■ **Dataset**
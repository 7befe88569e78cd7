use diesel::{Associations, Identifiable, Insertable, Queryable};
use serde::Serialize;

/// A reserved bank account hosted by the provider. Rows are written once,
/// after a successful reservation call, and never updated.
#[derive(Debug, Clone, Queryable, Identifiable, Associations, Serialize)]
#[diesel(table_name = crate::schema::virtual_accounts)]
#[diesel(belongs_to(crate::models::entities::wallet::Wallet))]
pub struct VirtualAccount {
    pub id: i32,
    pub user_id: i32,
    pub wallet_id: i32,
    pub bank_name: String,
    pub bank_code: String,
    pub account_number: String,
    pub monnify_reservation_id: String,
    // provider-supplied timestamp, stored verbatim
    pub created_at: String,
}

#[derive(Insertable)]
#[diesel(table_name = crate::schema::virtual_accounts)]
pub struct NewVirtualAccount<'a> {
    pub user_id: i32,
    pub wallet_id: i32,
    pub bank_name: &'a str,
    pub bank_code: &'a str,
    pub account_number: &'a str,
    pub monnify_reservation_id: &'a str,
    pub created_at: &'a str,
}
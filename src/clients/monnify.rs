use crate::clients::credentials::MonnifyCredentials;
use crate::error::ApiError;
use crate::models::app_state::AppState;
use crate::models::dtos::monnify_dto::{
    BvnMatchRequest, MonnifyLoginResponse, MonnifyMessageResponse, NinLookupRequest,
    ReserveAccountRequest, ReserveAccountResponse, ReservedAccount, VerificationOutcome,
};
use reqwest::{Client, Url};
use secrecy::{ExposeSecret, SecretString};
use serde::Serialize;
use std::sync::Arc;
use tracing::warn;

const LOGIN_PATH: &str = "api/v1/auth/login";
const BVN_MATCH_PATH: &str = "api/v1/vas/bvn-details-match";
const NIN_LOOKUP_PATH: &str = "api/v1/vas/nin-details";
const RESERVED_ACCOUNTS_PATH: &str = "api/v2/bank-transfer/reserved-accounts";

#[derive(Clone)]
pub struct MonnifyClient {
    http: Client,
    base_url: Url,
    credentials: Arc<MonnifyCredentials>,
}

impl MonnifyClient {
    pub fn new(
        http: Client,
        base_url: &str,
        credentials: Arc<MonnifyCredentials>,
    ) -> Result<Self, ApiError> {
        let base_url = Url::parse(base_url)
            .map_err(|_| ApiError::Internal("Invalid Monnify base URL".into()))?;

        Ok(Self {
            http,
            base_url,
            credentials,
        })
    }

    pub fn from_state(state: &AppState) -> Result<Self, ApiError> {
        Self::new(
            state.http_client.clone(),
            &state.config.monnify.base_url,
            state.credentials.clone(),
        )
    }

    /// Exchanges the API key/secret for a bearer token and stores it in the
    /// credential store. A 2xx response without a token leaves the store
    /// untouched and errors, so previously-working credentials keep working.
    pub async fn refresh_token(&self) -> Result<(), ApiError> {
        let url = self.endpoint(LOGIN_PATH);
        let (api_key, secret_key) = self.credentials.basic_credentials();

        let resp = self
            .http
            .post(url)
            .basic_auth(api_key, Some(secret_key.expose_secret()))
            .send()
            .await?;

        let status = resp.status();
        let body_text = resp.text().await.unwrap_or_default();

        if !status.is_success() {
            warn!(
                http_status = status.as_u16(),
                response = %truncate(&body_text),
                "Monnify login failed"
            );
            return Err(ApiError::Provider {
                status: status.as_u16(),
                body: body_text,
            });
        }

        let body: MonnifyLoginResponse = serde_json::from_str(&body_text).map_err(|e| {
            warn!(error = %e, "Invalid JSON from Monnify login");
            ApiError::Provider {
                status: status.as_u16(),
                body: body_text.clone(),
            }
        })?;

        let token = body
            .response_body
            .and_then(|b| b.access_token)
            .ok_or_else(|| {
                warn!("Monnify login response did not include an access token");
                ApiError::Provider {
                    status: status.as_u16(),
                    body: "login response did not include an access token".into(),
                }
            })?;

        self.credentials.store_token(SecretString::from(token));
        Ok(())
    }

    /// Matches BVN details against the provider's records. A non-"success"
    /// `responseMessage` comes back as `Rejected`, not as an error.
    pub async fn verify_bvn(
        &self,
        request: &BvnMatchRequest<'_>,
    ) -> Result<VerificationOutcome, ApiError> {
        self.verification_call(BVN_MATCH_PATH, request).await
    }

    pub async fn verify_nin(&self, nin: &str) -> Result<VerificationOutcome, ApiError> {
        self.verification_call(NIN_LOOKUP_PATH, &NinLookupRequest { nin })
            .await
    }

    /// Reserves a virtual account and extracts the first entry of the
    /// returned accounts list. Persistence is the caller's job; nothing is
    /// mutated here on any failure path.
    pub async fn reserve_account(
        &self,
        request: &ReserveAccountRequest<'_>,
    ) -> Result<ReservedAccount, ApiError> {
        let token = self.credentials.bearer_token()?;

        let resp = self
            .http
            .post(self.endpoint(RESERVED_ACCOUNTS_PATH))
            .bearer_auth(token.expose_secret())
            .json(request)
            .send()
            .await?;

        let status = resp.status();
        let body_text = resp.text().await.unwrap_or_default();

        if !status.is_success() {
            warn!(
                http_status = status.as_u16(),
                account_reference = request.account_reference,
                response = %truncate(&body_text),
                "Monnify account reservation failed"
            );
            return Err(ApiError::Provider {
                status: status.as_u16(),
                body: body_text,
            });
        }

        let body: ReserveAccountResponse = serde_json::from_str(&body_text).map_err(|e| {
            warn!(error = %e, "Invalid JSON from Monnify reservation");
            ApiError::Provider {
                status: status.as_u16(),
                body: body_text.clone(),
            }
        })?;

        let reserved = body.response_body.ok_or_else(|| ApiError::Provider {
            status: status.as_u16(),
            body: "reservation response did not include a responseBody".into(),
        })?;

        let account = reserved
            .accounts
            .into_iter()
            .next()
            .ok_or(ApiError::MissingAccountData)?;

        Ok(ReservedAccount {
            reservation_reference: reserved.reservation_reference,
            created_on: reserved.created_on,
            account_number: account.account_number,
            bank_name: account.bank_name,
            bank_code: account.bank_code,
        })
    }

    async fn verification_call<B: Serialize>(
        &self,
        path: &str,
        request: &B,
    ) -> Result<VerificationOutcome, ApiError> {
        let token = self.credentials.bearer_token()?;

        let resp = self
            .http
            .post(self.endpoint(path))
            .bearer_auth(token.expose_secret())
            .json(request)
            .send()
            .await?;

        let status = resp.status();
        let body_text = resp.text().await.unwrap_or_default();

        if !status.is_success() {
            warn!(
                http_status = status.as_u16(),
                response = %truncate(&body_text),
                "Monnify verification call failed"
            );
            return Err(ApiError::Provider {
                status: status.as_u16(),
                body: body_text,
            });
        }

        let body: MonnifyMessageResponse = serde_json::from_str(&body_text).map_err(|e| {
            warn!(error = %e, "Invalid JSON from Monnify verification");
            ApiError::Provider {
                status: status.as_u16(),
                body: body_text.clone(),
            }
        })?;

        match body.response_message {
            Some(message) if message == "success" => Ok(VerificationOutcome::Verified),
            Some(message) => Ok(VerificationOutcome::Rejected(message)),
            None => Err(ApiError::Provider {
                status: status.as_u16(),
                body: "response did not include a responseMessage".into(),
            }),
        }
    }

    fn endpoint(&self, path: &str) -> Url {
        let mut url = self.base_url.clone();
        url.set_path(path);
        url
    }
}

fn truncate(body: &str) -> String {
    body.chars().take(200).collect()
}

■ **What is required**
When a line in the listing has the word "Associations", return that line.

■ **Completed task**
use diesel::{Associations, Identifiable, Insertable, Queryable};
#[derive(Debug, Clone, Queryable, Identifiable, Associations, Serialize)]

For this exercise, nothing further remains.